*** Block opens ***

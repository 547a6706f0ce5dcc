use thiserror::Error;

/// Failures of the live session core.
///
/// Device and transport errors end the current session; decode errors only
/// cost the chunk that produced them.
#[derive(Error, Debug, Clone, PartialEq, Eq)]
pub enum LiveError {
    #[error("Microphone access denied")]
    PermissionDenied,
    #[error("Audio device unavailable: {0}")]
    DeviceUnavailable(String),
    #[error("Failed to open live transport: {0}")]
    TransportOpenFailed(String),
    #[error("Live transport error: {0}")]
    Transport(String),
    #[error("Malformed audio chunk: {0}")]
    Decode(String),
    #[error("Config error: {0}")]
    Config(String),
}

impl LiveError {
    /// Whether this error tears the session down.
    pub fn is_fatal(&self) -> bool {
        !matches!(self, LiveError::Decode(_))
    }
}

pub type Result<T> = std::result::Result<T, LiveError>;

*** Block closes ***

- [ASSIGNMENT]
What lines in the material above hold the string "session"? List them.

- [RESULT OF THE TASK]
/// Failures of the live session core.
/// Device and transport errors end the current session; decode errors only
    /// Whether this error tears the session down.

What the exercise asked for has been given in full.